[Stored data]
[Start of Attachment]

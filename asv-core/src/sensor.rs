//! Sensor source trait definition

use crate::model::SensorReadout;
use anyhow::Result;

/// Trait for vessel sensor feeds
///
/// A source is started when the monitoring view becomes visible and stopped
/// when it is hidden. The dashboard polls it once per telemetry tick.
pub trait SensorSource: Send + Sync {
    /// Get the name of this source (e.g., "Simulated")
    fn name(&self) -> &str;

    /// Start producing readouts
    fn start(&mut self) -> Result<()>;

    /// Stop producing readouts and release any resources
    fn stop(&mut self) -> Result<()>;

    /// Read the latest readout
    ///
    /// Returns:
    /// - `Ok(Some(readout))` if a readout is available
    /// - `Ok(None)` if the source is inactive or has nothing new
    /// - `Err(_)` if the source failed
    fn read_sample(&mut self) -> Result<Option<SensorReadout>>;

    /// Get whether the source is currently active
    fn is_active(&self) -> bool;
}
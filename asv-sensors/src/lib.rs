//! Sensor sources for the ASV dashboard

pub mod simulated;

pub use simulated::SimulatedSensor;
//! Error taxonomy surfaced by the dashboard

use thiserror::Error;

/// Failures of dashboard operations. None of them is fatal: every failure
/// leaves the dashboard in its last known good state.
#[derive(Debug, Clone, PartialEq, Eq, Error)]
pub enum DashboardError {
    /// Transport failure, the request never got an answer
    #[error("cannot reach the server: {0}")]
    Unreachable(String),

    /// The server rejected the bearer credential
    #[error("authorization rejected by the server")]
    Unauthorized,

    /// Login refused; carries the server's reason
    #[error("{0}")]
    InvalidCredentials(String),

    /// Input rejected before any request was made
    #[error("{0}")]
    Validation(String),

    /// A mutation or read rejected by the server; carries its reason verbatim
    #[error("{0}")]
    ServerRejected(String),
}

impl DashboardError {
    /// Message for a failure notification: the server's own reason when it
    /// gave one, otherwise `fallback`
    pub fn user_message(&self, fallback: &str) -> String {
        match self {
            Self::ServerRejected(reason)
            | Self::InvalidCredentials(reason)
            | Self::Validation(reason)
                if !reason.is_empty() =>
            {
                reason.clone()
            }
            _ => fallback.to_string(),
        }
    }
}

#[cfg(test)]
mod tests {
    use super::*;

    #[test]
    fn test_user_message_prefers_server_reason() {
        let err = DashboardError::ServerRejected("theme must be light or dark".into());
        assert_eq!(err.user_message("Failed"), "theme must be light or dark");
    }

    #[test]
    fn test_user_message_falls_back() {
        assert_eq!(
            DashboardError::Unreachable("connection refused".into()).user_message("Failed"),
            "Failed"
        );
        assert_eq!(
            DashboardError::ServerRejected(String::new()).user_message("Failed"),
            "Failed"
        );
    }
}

[End of Attachment]

**What the task requires**
Please restate the data word for word, every record included.

**Solution to this exercise**
filename asv-core/src/sensor.rs
//! Sensor source trait definition

use crate::model::SensorReadout;
use anyhow::Result;

/// Trait for vessel sensor feeds
///
/// A source is started when the monitoring view becomes visible and stopped
/// when it is hidden. The dashboard polls it once per telemetry tick.
pub trait SensorSource: Send + Sync {
    /// Get the name of this source (e.g., "Simulated")
    fn name(&self) -> &str;

    /// Start producing readouts
    fn start(&mut self) -> Result<()>;

    /// Stop producing readouts and release any resources
    fn stop(&mut self) -> Result<()>;

    /// Read the latest readout
    ///
    /// Returns:
    /// - `Ok(Some(readout))` if a readout is available
    /// - `Ok(None)` if the source is inactive or has nothing new
    /// - `Err(_)` if the source failed
    fn read_sample(&mut self) -> Result<Option<SensorReadout>>;

    /// Get whether the source is currently active
    fn is_active(&self) -> bool;
}
filename asv-sensors/src/lib.rs
//! Sensor sources for the ASV dashboard

pub mod simulated;

pub use simulated::SimulatedSensor;
//! Error taxonomy surfaced by the dashboard

use thiserror::Error;

/// Failures of dashboard operations. None of them is fatal: every failure
/// leaves the dashboard in its last known good state.
#[derive(Debug, Clone, PartialEq, Eq, Error)]
pub enum DashboardError {
    /// Transport failure, the request never got an answer
    #[error("cannot reach the server: {0}")]
    Unreachable(String),

    /// The server rejected the bearer credential
    #[error("authorization rejected by the server")]
    Unauthorized,

    /// Login refused; carries the server's reason
    #[error("{0}")]
    InvalidCredentials(String),

    /// Input rejected before any request was made
    #[error("{0}")]
    Validation(String),

    /// A mutation or read rejected by the server; carries its reason verbatim
    #[error("{0}")]
    ServerRejected(String),
}

impl DashboardError {
    /// Message for a failure notification: the server's own reason when it
    /// gave one, otherwise `fallback`
    pub fn user_message(&self, fallback: &str) -> String {
        match self {
            Self::ServerRejected(reason)
            | Self::InvalidCredentials(reason)
            | Self::Validation(reason)
                if !reason.is_empty() =>
            {
                reason.clone()
            }
            _ => fallback.to_string(),
        }
    }
}

#[cfg(test)]
mod tests {
    use super::*;

    #[test]
    fn test_user_message_prefers_server_reason() {
        let err = DashboardError::ServerRejected("theme must be light or dark".into());
        assert_eq!(err.user_message("Failed"), "theme must be light or dark");
    }

    #[test]
    fn test_user_message_falls_back() {
        assert_eq!(
            DashboardError::Unreachable("connection refused".into()).user_message("Failed"),
            "Failed"
        );
        assert_eq!(
            DashboardError::ServerRejected(String::new()).user_message("Failed"),
            "Failed"
        );
    }
}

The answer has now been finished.